Work item :: Filter the data for lines with the word "TowardWarehouse", then copy every line so identified.

Information given ::

******************************

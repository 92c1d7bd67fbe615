// src/model/vehicles.rs

use serde::{Deserialize, Serialize};

/// Distance from an end of the route that counts as "arrived".
const ARRIVAL_EPSILON: f64 = 1e-3;

fn finite_or_zero(v: f64) -> f64 {
    if v.is_finite() {
        v
    } else {
        0.0
    }
}

// =========================================================================
// Worker shuttle (factory <-> warehouse)
// =========================================================================

#[derive(Debug, Clone, Copy, PartialEq, Eq, Default, Serialize, Deserialize)]
#[serde(rename_all = "snake_case")]
pub enum ShuttleDirection {
    #[default]
    TowardWarehouse,
    ReturningToFactory,
}

/// What happened when the shuttle reached an end of its route.
#[derive(Debug, Clone, Copy, PartialEq)]
pub enum ShuttleEvent {
    PickedUp(f64),
    Deposited(f64),
}

/// The single carrier moving raw stock from the warehouse into the factory.
/// Progress 0.0 is the factory dock, 1.0 the warehouse dock.
#[derive(Debug, Clone, PartialEq, Default, Serialize, Deserialize)]
pub struct WorkerShuttle {
    pub progress: f64,
    pub direction: ShuttleDirection,
    pub load: f64,
}

impl WorkerShuttle {
    /// Fraction of a one-way trip covered per tick.
    ///
    /// The shuttle paces itself so that one round trip moves `capacity` units
    /// in the time production needs to consume them. With no production it
    /// still finishes the leg it is on.
    pub fn speed(&self, production_rate: f64, capacity: f64, dt: f64) -> f64 {
        if capacity <= 0.0 || dt <= 0.0 {
            return 0.0;
        }

        let half_trip = if production_rate > 0.0 {
            let cycle = capacity / production_rate;
            Some((cycle / 2.0).max(dt))
        } else {
            let mid_leg = match self.direction {
                ShuttleDirection::TowardWarehouse => self.progress < 1.0,
                ShuttleDirection::ReturningToFactory => self.progress > 0.0,
            };
            mid_leg.then_some(0.5)
        };

        match half_trip {
            Some(units) if units.is_finite() && units > 0.0 => (dt / units).clamp(0.0, 1.0),
            _ => 0.0,
        }
    }

    /// Moves the shuttle by `speed` and handles pickup/drop-off at either end.
    pub fn advance(
        &mut self,
        speed: f64,
        capacity: f64,
        warehouse_stock: &mut f64,
        factory_stock: &mut f64,
    ) -> Option<ShuttleEvent> {
        match self.direction {
            ShuttleDirection::TowardWarehouse => {
                if self.progress < 1.0 {
                    self.progress = (self.progress + speed).min(1.0);
                }
                if (self.progress - 1.0).abs() >= ARRIVAL_EPSILON {
                    return None;
                }
                self.progress = 1.0;
                self.direction = ShuttleDirection::ReturningToFactory;
                let take = capacity.max(0.0).min(warehouse_stock.max(0.0));
                *warehouse_stock = (*warehouse_stock - take).max(0.0);
                self.load += take;
                Some(ShuttleEvent::PickedUp(take))
            }
            ShuttleDirection::ReturningToFactory => {
                if self.progress > 0.0 {
                    self.progress = (self.progress - speed).max(0.0);
                }
                if self.progress.abs() >= ARRIVAL_EPSILON {
                    return None;
                }
                self.progress = 0.0;
                self.direction = ShuttleDirection::TowardWarehouse;
                let dropped = self.load;
                *factory_stock += dropped;
                self.load = 0.0;
                Some(ShuttleEvent::Deposited(dropped))
            }
        }
    }

    pub fn sanitize(&mut self) {
        self.progress = finite_or_zero(self.progress).clamp(0.0, 1.0);
        self.load = finite_or_zero(self.load).max(0.0);
    }
}

// =========================================================================
// Supply truck (supplier -> warehouse)
// =========================================================================

/// Share of the lead time the truck spends loading at the supplier.
pub const TRUCK_LOADING_PORTION: f64 = 0.25;

/// The replenishment truck. Only one exists, so an order in flight is simply
/// a non-idle truck.
#[derive(Debug, Clone, PartialEq, Default, Serialize, Deserialize)]
#[serde(tag = "phase", rename_all = "snake_case")]
pub enum SupplyTruck {
    #[default]
    Idle,
    Loading {
        delivery: f64,
        wait_remaining: f64,
        travel_total: f64,
    },
    Traveling {
        delivery: f64,
        progress: f64,
        travel_total: f64,
        travel_remaining: f64,
    },
}

impl SupplyTruck {
    /// Builds a truck for an order of `delivery` units with the given lead time.
    pub fn dispatch(delivery: f64, lead_time: f64, dt: f64) -> Self {
        let lead = lead_time.max(0.1);
        let loading = lead * TRUCK_LOADING_PORTION;
        let travel = (lead - loading).max(dt);
        if loading > 0.0 {
            SupplyTruck::Loading {
                delivery,
                wait_remaining: loading,
                travel_total: travel,
            }
        } else {
            SupplyTruck::Traveling {
                delivery,
                progress: 0.0,
                travel_total: travel,
                travel_remaining: travel,
            }
        }
    }

    pub fn is_idle(&self) -> bool {
        matches!(self, SupplyTruck::Idle)
    }

    pub fn phase_name(&self) -> &'static str {
        match self {
            SupplyTruck::Idle => "idle",
            SupplyTruck::Loading { .. } => "loading",
            SupplyTruck::Traveling { .. } => "traveling",
        }
    }

    /// Quantity on order, zero when idle.
    pub fn delivery(&self) -> f64 {
        match *self {
            SupplyTruck::Idle => 0.0,
            SupplyTruck::Loading { delivery, .. } | SupplyTruck::Traveling { delivery, .. } => {
                delivery
            }
        }
    }

    /// Position along the supplier-warehouse road. A loading truck sits at 0.
    pub fn progress(&self) -> f64 {
        match *self {
            SupplyTruck::Traveling { progress, .. } => progress,
            _ => 0.0,
        }
    }

    /// Time left before the delivery lands, loading included.
    pub fn time_remaining(&self) -> f64 {
        match *self {
            SupplyTruck::Idle => 0.0,
            SupplyTruck::Loading {
                wait_remaining,
                travel_total,
                ..
            } => wait_remaining + travel_total,
            SupplyTruck::Traveling {
                travel_remaining, ..
            } => travel_remaining,
        }
    }

    /// Advances the truck by `dt`. Returns the delivered quantity on arrival.
    pub fn advance(&mut self, dt: f64) -> Option<f64> {
        if let SupplyTruck::Loading {
            delivery,
            wait_remaining,
            travel_total,
        } = *self
        {
            let wait = (wait_remaining - dt).max(0.0);
            if wait > 0.0 {
                *self = SupplyTruck::Loading {
                    delivery,
                    wait_remaining: wait,
                    travel_total,
                };
                return None;
            }
            *self = SupplyTruck::Traveling {
                delivery,
                progress: 0.0,
                travel_total,
                travel_remaining: travel_total,
            };
        }

        let SupplyTruck::Traveling {
            delivery,
            progress,
            travel_total,
            travel_remaining,
        } = *self
        else {
            return None;
        };

        if travel_total <= 0.0 {
            *self = SupplyTruck::Idle;
            return Some(delivery.max(0.0));
        }

        let remaining = (travel_remaining - dt).max(0.0);
        let progress = (progress + dt / travel_total.max(1e-6)).min(1.0);
        if remaining <= 0.0 || (progress - 1.0).abs() < ARRIVAL_EPSILON {
            *self = SupplyTruck::Idle;
            return Some(delivery.max(0.0));
        }

        *self = SupplyTruck::Traveling {
            delivery,
            progress,
            travel_total,
            travel_remaining: remaining,
        };
        None
    }

    pub fn sanitize(&mut self) {
        match self {
            SupplyTruck::Idle => {}
            SupplyTruck::Loading {
                delivery,
                wait_remaining,
                travel_total,
            } => {
                *delivery = finite_or_zero(*delivery).max(0.0);
                *wait_remaining = finite_or_zero(*wait_remaining).max(0.0);
                *travel_total = finite_or_zero(*travel_total).max(0.0);
            }
            SupplyTruck::Traveling {
                delivery,
                progress,
                travel_total,
                travel_remaining,
            } => {
                *delivery = finite_or_zero(*delivery).max(0.0);
                *progress = finite_or_zero(*progress).clamp(0.0, 1.0);
                *travel_total = finite_or_zero(*travel_total).max(0.0);
                *travel_remaining = finite_or_zero(*travel_remaining).max(0.0);
            }
        }
    }
}

// =========================================================================
// Retail van (distribution centre <-> supermarket)
// =========================================================================

#[derive(Debug, Clone, Copy, PartialEq, Eq, Default, Serialize, Deserialize)]
#[serde(rename_all = "snake_case")]
pub enum VanDirection {
    #[default]
    Outbound,
    Inbound,
}

/// Downstream delivery van. It is scenery for the renderer: it never moves
/// stock, it only counts completed drops at the supermarket.
#[derive(Debug, Clone, PartialEq, Default, Serialize, Deserialize)]
pub struct RetailVan {
    pub progress: f64,
    pub direction: VanDirection,
    pub dwell: f64,
    pub drops: u64,
}

impl RetailVan {
    const SUPERMARKET_DWELL: f64 = 0.4;
    const DEPOT_DWELL: f64 = 0.3;

    /// Returns true when the van has just arrived at the supermarket.
    pub fn advance(&mut self, dt: f64) -> bool {
        if self.dwell > 0.0 {
            self.dwell = (self.dwell - dt).max(0.0);
            return false;
        }

        let step = (dt / 6.0).clamp(0.01, 0.06);
        match self.direction {
            VanDirection::Outbound => {
                self.progress = (self.progress + step).clamp(0.0, 1.0);
                if self.progress >= 1.0 {
                    self.direction = VanDirection::Inbound;
                    self.dwell = Self::SUPERMARKET_DWELL;
                    self.drops += 1;
                    return true;
                }
            }
            VanDirection::Inbound => {
                self.progress = (self.progress - step).clamp(0.0, 1.0);
                if self.progress <= 0.0 {
                    self.direction = VanDirection::Outbound;
                    self.dwell = Self::DEPOT_DWELL;
                }
            }
        }
        false
    }

    pub fn sanitize(&mut self) {
        self.progress = finite_or_zero(self.progress).clamp(0.0, 1.0);
        self.dwell = finite_or_zero(self.dwell).max(0.0);
    }
}

#[cfg(test)]
mod tests {
    use super::*;

    #[test]
    fn shuttle_picks_up_at_warehouse_and_drops_at_factory() {
        let mut shuttle = WorkerShuttle {
            progress: 0.9,
            ..WorkerShuttle::default()
        };
        let mut warehouse = 25.0;
        let mut factory = 10.0;

        let event = shuttle.advance(0.2, 40.0, &mut warehouse, &mut factory);
        assert_eq!(event, Some(ShuttleEvent::PickedUp(25.0)));
        assert_eq!(warehouse, 0.0);
        assert_eq!(shuttle.load, 25.0);
        assert_eq!(shuttle.direction, ShuttleDirection::ReturningToFactory);

        let event = shuttle.advance(1.0, 40.0, &mut warehouse, &mut factory);
        assert_eq!(event, Some(ShuttleEvent::Deposited(25.0)));
        assert_eq!(factory, 35.0);
        assert_eq!(shuttle.load, 0.0);
        assert_eq!(shuttle.direction, ShuttleDirection::TowardWarehouse);
    }

    #[test]
    fn shuttle_speed_guards_zero_capacity() {
        let shuttle = WorkerShuttle::default();
        assert_eq!(shuttle.speed(200.0, 0.0, 0.002), 0.0);
    }

    #[test]
    fn idle_factory_lets_shuttle_finish_its_leg() {
        let mut shuttle = WorkerShuttle::default();
        assert_eq!(shuttle.speed(0.0, 40.0, 0.1), 0.2);

        shuttle.progress = 1.0;
        assert_eq!(shuttle.speed(0.0, 40.0, 0.1), 0.0);
    }

    #[test]
    fn shuttle_speed_matches_production_pace() {
        let shuttle = WorkerShuttle::default();
        // 40 units at 200/day is a 0.2 day cycle, 0.1 per leg.
        let speed = shuttle.speed(200.0, 40.0, 0.002);
        assert!((speed - 0.02).abs() < 1e-12);
        // Never slower than one leg per tick at very coarse steps.
        assert_eq!(shuttle.speed(200.0, 40.0, 5.0), 1.0);
    }

    #[test]
    fn truck_loads_then_travels_then_delivers() {
        let mut truck = SupplyTruck::dispatch(160.0, 4.0, 0.5);
        assert_eq!(truck.phase_name(), "loading");

        assert_eq!(truck.advance(0.5), None);
        assert_eq!(truck.phase_name(), "loading");

        // Loading finishes and travel starts in the same step.
        assert_eq!(truck.advance(0.5), None);
        assert_eq!(truck.phase_name(), "traveling");

        let mut delivered = None;
        for _ in 0..10 {
            if let Some(qty) = truck.advance(0.5) {
                delivered = Some(qty);
                break;
            }
        }
        assert_eq!(delivered, Some(160.0));
        assert!(truck.is_idle());
    }

    #[test]
    fn zero_travel_delivers_immediately() {
        let mut truck = SupplyTruck::Traveling {
            delivery: 80.0,
            progress: 0.0,
            travel_total: 0.0,
            travel_remaining: 0.0,
        };
        assert_eq!(truck.advance(0.1), Some(80.0));
        assert!(truck.is_idle());
    }

    #[test]
    fn dispatch_enforces_minimum_lead_time() {
        let truck = SupplyTruck::dispatch(50.0, 0.0, 0.002);
        match truck {
            SupplyTruck::Loading {
                wait_remaining,
                travel_total,
                ..
            } => {
                assert!((wait_remaining - 0.025).abs() < 1e-12);
                assert!((travel_total - 0.075).abs() < 1e-12);
            }
            other => panic!("unexpected truck state {other:?}"),
        }
    }

    #[test]
    fn van_dwells_after_each_leg() {
        let mut van = RetailVan::default();
        let mut arrivals = 0;
        for _ in 0..200 {
            if van.advance(0.12) {
                arrivals += 1;
            }
        }
        assert!(arrivals > 0);
        assert_eq!(van.drops, arrivals);
        assert!((0.0..=1.0).contains(&van.progress));
    }
}
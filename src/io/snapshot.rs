// src/io/snapshot.rs

use crate::model::state::SimulationState;
use crate::simulation::config::{safe_number, SimulationParams};
use serde::{Deserialize, Serialize};
use serde_json::{Map, Value};
use std::fs;
use std::io;
use std::mem;
use std::path::{Path, PathBuf};
use thiserror::Error;

pub const SNAPSHOT_KEY: &str = "supply-chain-sim";
pub const SNAPSHOT_VERSION: u32 = 1;

/// The persisted form of a session: the state plus what it must match on load.
#[derive(Debug, Clone, PartialEq, Serialize, Deserialize)]
pub struct SnapshotEnvelope {
    pub key: String,
    pub version: u32,
    pub reset_token: u64,
    pub state: Value,
}

#[derive(Debug, Error)]
pub enum SnapshotError {
    #[error("malformed snapshot: {0}")]
    Parse(#[from] serde_json::Error),
    #[error("snapshot belongs to {found:?}, expected {expected:?}")]
    WrongKey { found: String, expected: &'static str },
    #[error("snapshot version {found} is not supported (expected {expected})")]
    Version { found: u32, expected: u32 },
    #[error("snapshot reset token {found} does not match current token {expected}")]
    StaleToken { found: u64, expected: u64 },
    #[error("snapshot state must be a JSON object")]
    NotAnObject,
    #[error("snapshot store I/O failed on {path:?}: {source}")]
    Io {
        path: PathBuf,
        #[source]
        source: io::Error,
    },
}

pub fn encode(state: &SimulationState, reset_token: u64) -> Result<String, SnapshotError> {
    let envelope = SnapshotEnvelope {
        key: SNAPSHOT_KEY.to_string(),
        version: SNAPSHOT_VERSION,
        reset_token,
        state: serde_json::to_value(state)?,
    };
    Ok(serde_json::to_string(&envelope)?)
}

/// Validates a stored snapshot and rebuilds the state from it.
///
/// Fields missing from the stored state keep the values of a fresh initial
/// state; the result is sanitized before it is handed back.
pub fn decode(
    text: &str,
    expected_token: u64,
    params: &SimulationParams,
) -> Result<SimulationState, SnapshotError> {
    let envelope: SnapshotEnvelope = serde_json::from_str(text)?;
    if envelope.key != SNAPSHOT_KEY {
        return Err(SnapshotError::WrongKey {
            found: envelope.key,
            expected: SNAPSHOT_KEY,
        });
    }
    if envelope.version != SNAPSHOT_VERSION {
        return Err(SnapshotError::Version {
            found: envelope.version,
            expected: SNAPSHOT_VERSION,
        });
    }
    if envelope.reset_token != expected_token {
        return Err(SnapshotError::StaleToken {
            found: envelope.reset_token,
            expected: expected_token,
        });
    }
    let Value::Object(saved) = envelope.state else {
        return Err(SnapshotError::NotAnObject);
    };

    let mut merged = serde_json::to_value(SimulationState::initial(params))?;
    overlay(&mut merged, Value::Object(saved));
    let mut state: SimulationState = serde_json::from_value(merged)?;
    state.sanitize();
    Ok(state)
}

/// Writes `saved` over `base` field by field, descending into nested records.
///
/// A null keeps the base value, a number field that does not hold a number
/// becomes zero, and any other type mismatch keeps the base value. A tagged
/// record whose `phase` differs from the base is taken whole.
fn overlay(base: &mut Value, saved: Value) {
    match saved {
        Value::Null => {}
        Value::Object(fields) => match base {
            Value::Object(target) if same_phase(target, &fields) => {
                for (field, value) in fields {
                    match target.get_mut(&field) {
                        Some(slot) => overlay(slot, value),
                        None => {
                            target.insert(field, value);
                        }
                    }
                }
            }
            Value::Object(_) => *base = Value::Object(fields),
            _ => {}
        },
        other if base.is_number() => *base = coerce_number(base, &other),
        other if mem::discriminant(&*base) == mem::discriminant(&other) => *base = other,
        _ => {}
    }
}

fn same_phase(base: &Map<String, Value>, saved: &Map<String, Value>) -> bool {
    match (base.get("phase"), saved.get("phase")) {
        (Some(ours), Some(theirs)) => ours == theirs,
        _ => true,
    }
}

fn coerce_number(current: &Value, saved: &Value) -> Value {
    if current.is_f64() {
        return Value::from(safe_number(Some(saved), 0.0));
    }
    if saved.is_i64() || saved.is_u64() {
        return saved.clone();
    }
    let whole = safe_number(Some(saved), 0.0).trunc();
    if whole < 0.0 {
        Value::from(whole as i64)
    } else {
        Value::from(whole as u64)
    }
}

/// Somewhere a session can park its serialized snapshot between intervals.
pub trait SnapshotStore {
    fn load(&self) -> Result<Option<String>, SnapshotError>;
    fn save(&mut self, snapshot: String) -> Result<(), SnapshotError>;
    fn clear(&mut self) -> Result<(), SnapshotError>;
}

/// Single in-memory slot, the headless stand-in for a browser tab's name field.
#[derive(Debug, Clone, Default)]
pub struct MemorySlot {
    slot: Option<String>,
}

impl MemorySlot {
    pub fn new() -> Self {
        Self::default()
    }

    pub fn with_contents(snapshot: impl Into<String>) -> Self {
        Self {
            slot: Some(snapshot.into()),
        }
    }

    pub fn contents(&self) -> Option<&str> {
        self.slot.as_deref()
    }
}

impl SnapshotStore for MemorySlot {
    fn load(&self) -> Result<Option<String>, SnapshotError> {
        Ok(self.slot.clone())
    }

    fn save(&mut self, snapshot: String) -> Result<(), SnapshotError> {
        self.slot = Some(snapshot);
        Ok(())
    }

    fn clear(&mut self) -> Result<(), SnapshotError> {
        self.slot = None;
        Ok(())
    }
}

/// Snapshot kept in a single file so a later run can pick up where this one stopped.
#[derive(Debug, Clone)]
pub struct FileSlot {
    path: PathBuf,
}

impl FileSlot {
    pub fn new(path: impl Into<PathBuf>) -> Self {
        Self { path: path.into() }
    }

    pub fn path(&self) -> &Path {
        &self.path
    }

    fn io_error(&self, source: io::Error) -> SnapshotError {
        SnapshotError::Io {
            path: self.path.clone(),
            source,
        }
    }
}

impl SnapshotStore for FileSlot {
    fn load(&self) -> Result<Option<String>, SnapshotError> {
        match fs::read_to_string(&self.path) {
            Ok(contents) => Ok(Some(contents)),
            Err(err) if err.kind() == io::ErrorKind::NotFound => Ok(None),
            Err(err) => Err(self.io_error(err)),
        }
    }

    fn save(&mut self, snapshot: String) -> Result<(), SnapshotError> {
        fs::write(&self.path, snapshot).map_err(|err| self.io_error(err))
    }

    fn clear(&mut self) -> Result<(), SnapshotError> {
        match fs::remove_file(&self.path) {
            Ok(()) => Ok(()),
            Err(err) if err.kind() == io::ErrorKind::NotFound => Ok(()),
            Err(err) => Err(self.io_error(err)),
        }
    }
}

#[cfg(test)]
mod tests {
    use super::*;
    use crate::model::vehicles::SupplyTruck;
    use serde_json::json;

    fn sample_state(params: &SimulationParams) -> SimulationState {
        let mut state = SimulationState::initial(params);
        state.factory_stock = 123.5;
        state.backlog = 7.25;
        state.score = -42;
        state.truck = SupplyTruck::dispatch(160.0, 6.0, 0.002);
        state
    }

    #[test]
    fn round_trip_restores_state() {
        let params = SimulationParams::default();
        let state = sample_state(&params);
        let text = encode(&state, 3).unwrap();
        let restored = decode(&text, 3, &params).unwrap();
        assert_eq!(restored, state);
    }

    #[test]
    fn stale_token_is_rejected() {
        let params = SimulationParams::default();
        let text = encode(&sample_state(&params), 3).unwrap();
        assert!(matches!(
            decode(&text, 4, &params),
            Err(SnapshotError::StaleToken {
                found: 3,
                expected: 4
            })
        ));
    }

    #[test]
    fn foreign_and_future_envelopes_are_rejected() {
        let params = SimulationParams::default();
        let foreign = json!({ "key": "other", "version": 1, "reset_token": 0, "state": {} });
        assert!(matches!(
            decode(&foreign.to_string(), 0, &params),
            Err(SnapshotError::WrongKey { .. })
        ));

        let future = json!({ "key": SNAPSHOT_KEY, "version": 9, "reset_token": 0, "state": {} });
        assert!(matches!(
            decode(&future.to_string(), 0, &params),
            Err(SnapshotError::Version { found: 9, .. })
        ));

        assert!(matches!(
            decode("not json", 0, &params),
            Err(SnapshotError::Parse(_))
        ));
    }

    #[test]
    fn partial_state_is_filled_from_initial() {
        let params = SimulationParams::default();
        let partial = json!({
            "key": SNAPSHOT_KEY,
            "version": SNAPSHOT_VERSION,
            "reset_token": 0,
            "state": { "factory_stock": 55.0, "backlog": -3.0 }
        });
        let state = decode(&partial.to_string(), 0, &params).unwrap();
        assert_eq!(state.factory_stock, 55.0);
        assert_eq!(state.backlog, 0.0);
        assert_eq!(state.warehouse_stock, 520.0);
        assert_eq!(state.finished_goods_stock, params.initial_fg_stock);
    }

    #[test]
    fn nested_records_and_nulls_are_filled_from_initial() {
        let params = SimulationParams::default();
        let initial = SimulationState::initial(&params);
        let partial = json!({
            "key": SNAPSHOT_KEY,
            "version": SNAPSHOT_VERSION,
            "reset_token": 0,
            "state": {
                "factory_stock": 55.0,
                "backlog": null,
                "warehouse_stock": "310",
                "finished_goods_stock": "lots",
                "score": -4,
                "production_shutdown": "yes",
                "worker": { "progress": 0.5 },
                "ledger": { "delivered": 160.0, "trucks_arrived": 1 }
            }
        });
        let state = decode(&partial.to_string(), 0, &params).unwrap();
        assert_eq!(state.factory_stock, 55.0);
        assert_eq!(state.backlog, initial.backlog);
        assert_eq!(state.warehouse_stock, 310.0);
        assert_eq!(state.finished_goods_stock, 0.0);
        assert_eq!(state.score, -4);
        assert_eq!(state.production_shutdown, initial.production_shutdown);

        assert_eq!(state.worker.progress, 0.5);
        assert_eq!(state.worker.direction, initial.worker.direction);
        assert_eq!(state.worker.load, initial.worker.load);

        assert_eq!(state.ledger.delivered, 160.0);
        assert_eq!(state.ledger.trucks_arrived, 1);
        assert_eq!(state.ledger.produced, initial.ledger.produced);
        assert_eq!(state.retail_van, initial.retail_van);
    }

    #[test]
    fn truck_in_another_phase_is_taken_whole() {
        let params = SimulationParams::default();
        let mut state = SimulationState::initial(&params);
        state.truck = SupplyTruck::dispatch(200.0, 3.0, 0.002);
        let saved = serde_json::to_value(&state).unwrap();
        let envelope = json!({
            "key": SNAPSHOT_KEY,
            "version": SNAPSHOT_VERSION,
            "reset_token": 0,
            "state": { "truck": saved["truck"].clone() }
        });
        let restored = decode(&envelope.to_string(), 0, &params).unwrap();
        assert_eq!(restored.truck, state.truck);
    }

    #[test]
    fn file_slot_round_trip() {
        let dir = tempfile::tempdir().unwrap();
        let mut slot = FileSlot::new(dir.path().join("session.json"));
        assert_eq!(slot.path(), dir.path().join("session.json"));
        assert_eq!(slot.load().unwrap(), None);

        slot.save("hello".to_string()).unwrap();
        assert_eq!(slot.load().unwrap().as_deref(), Some("hello"));

        slot.clear().unwrap();
        assert_eq!(slot.load().unwrap(), None);
        slot.clear().unwrap();
    }
}
use std::env;
use std::ops::ControlFlow;
use std::path::Path;
use std::process::ExitCode;

use supply_chain_sim::io::reporting::{self, HistoryRecord};
use supply_chain_sim::io::snapshot::{FileSlot, MemorySlot, SnapshotStore};
use supply_chain_sim::io::sweep;
use supply_chain_sim::simulation::config::{ConfigFile, SimulationConfig};
use supply_chain_sim::{DisplayMetrics, Session, Ticker};
use tracing::{info, warn};

fn main() -> ExitCode {
    tracing_subscriber::fmt()
        .with_env_filter(tracing_subscriber::EnvFilter::from_default_env())
        .init();

    println!("=== Supply Chain Simulation ===");

    // 1. SETUP CONFIGURATION
    let file = match env::args().nth(1) {
        Some(path) => match ConfigFile::from_file(Path::new(&path)) {
            Ok(file) => file,
            Err(e) => {
                eprintln!("Error loading config: {}", e);
                return ExitCode::FAILURE;
            }
        },
        None => ConfigFile::default(),
    };
    let ConfigFile { params, config } = file;
    println!(
        "Scenario: {:?}, speed: {:?}, lead time {} days, MOQ {}, nominal rate {}/day",
        params.scenario, params.speed_unit, params.lead_time, params.moq, params.production_rate
    );

    // 2. RUN SESSION
    let history = match &config.snapshot_path {
        Some(path) => {
            let slot = FileSlot::new(path.clone());
            info!(path = %slot.path().display(), "snapshot.file");
            run_session(Session::new(params.clone(), &config, slot), &config)
        }
        None => run_session(
            Session::new(params.clone(), &config, MemorySlot::new()),
            &config,
        ),
    };

    // 3. EXPORT HISTORY
    if let Some(path) = &config.history_path {
        match reporting::write_simulation_log(path, &history.records) {
            Ok(()) => println!("Success! History written to {}", path.display()),
            Err(e) => eprintln!("Error writing CSV: {}", e),
        }
    }

    // 4. PRINT SUMMARY
    println!("\n=== Final State (tick {}) ===", history.last.tick);
    println!("Score: {} ({})", history.last.score.value, history.last.score.level);
    println!("Factory stock: {:.1}", history.last.factory_stock.value);
    println!("Warehouse stock: {:.1}", history.last.warehouse_stock.value);
    println!("Finished goods: {:.1}", history.last.finished_goods_stock.value);
    println!("Backlog: {:.1}", history.last.backlog.value);
    println!("Net cash flow: ${:.2}", history.last.net_cash_flow.value);
    let alerts = history.last.alert_text();
    if !alerts.is_empty() {
        println!("Alerts:\n{}", alerts);
    }

    // 5. OPTIONAL SWEEP
    if config.sweep.runs > 0 {
        println!("\n=== Sweep ({} runs) ===", config.sweep.runs);
        let records = match sweep::run_sweep(&params, &config) {
            Ok(records) => records,
            Err(e) => {
                eprintln!("Error running sweep: {}", e);
                return ExitCode::FAILURE;
            }
        };
        if let Some(summary) = sweep::summarize(&records) {
            println!(
                "Score mean {:.1} (sd {:.1}), p10 {}, p50 {}, p90 {}, range {}..{}",
                summary.mean_score,
                summary.std_dev_score,
                summary.percentile_10,
                summary.percentile_50,
                summary.percentile_90,
                summary.min_score,
                summary.max_score
            );
        }
        if let Some(path) = &config.sweep.output_path {
            if let Err(e) = reporting::write_sweep_results(path, &records) {
                eprintln!("Error writing sweep CSV: {}", e);
            }
        }
    }

    println!("\nSimulation Complete.");
    ExitCode::SUCCESS
}

struct RunOutput {
    records: Vec<HistoryRecord>,
    last: DisplayMetrics,
}

fn run_session<S: SnapshotStore>(
    mut session: Session<S>,
    config: &SimulationConfig,
) -> RunOutput {
    let ticker = Ticker::from_config(config);
    let log_every = config.log_every;

    let mut records = Vec::with_capacity(config.max_ticks);
    let mut last = session.metrics();
    info!(
        scenario = ?session.params().scenario,
        reset_token = session.reset_token(),
        "session.opened"
    );
    if !session.is_running() {
        warn!("session starts paused; intervals will only refresh the display");
    }

    ticker.run(config.max_ticks, |index| {
        last = session.on_interval();
        records.push(HistoryRecord::capture(session.state(), &last));
        if log_every > 0 && (index + 1) % log_every == 0 {
            info!(
                tick = last.tick,
                score = last.score.value,
                factory = last.factory_stock.value,
                warehouse = last.warehouse_stock.value,
                backlog = last.backlog.value,
                truck = last.truck_phase,
                "progress"
            );
        }
        ControlFlow::Continue(())
    });

    RunOutput { records, last }
}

******************************

Problem solution ::
    TowardWarehouse,
                ShuttleDirection::TowardWarehouse => self.progress < 1.0,
            ShuttleDirection::TowardWarehouse => {
                self.direction = ShuttleDirection::TowardWarehouse;
        assert_eq!(shuttle.direction, ShuttleDirection::TowardWarehouse);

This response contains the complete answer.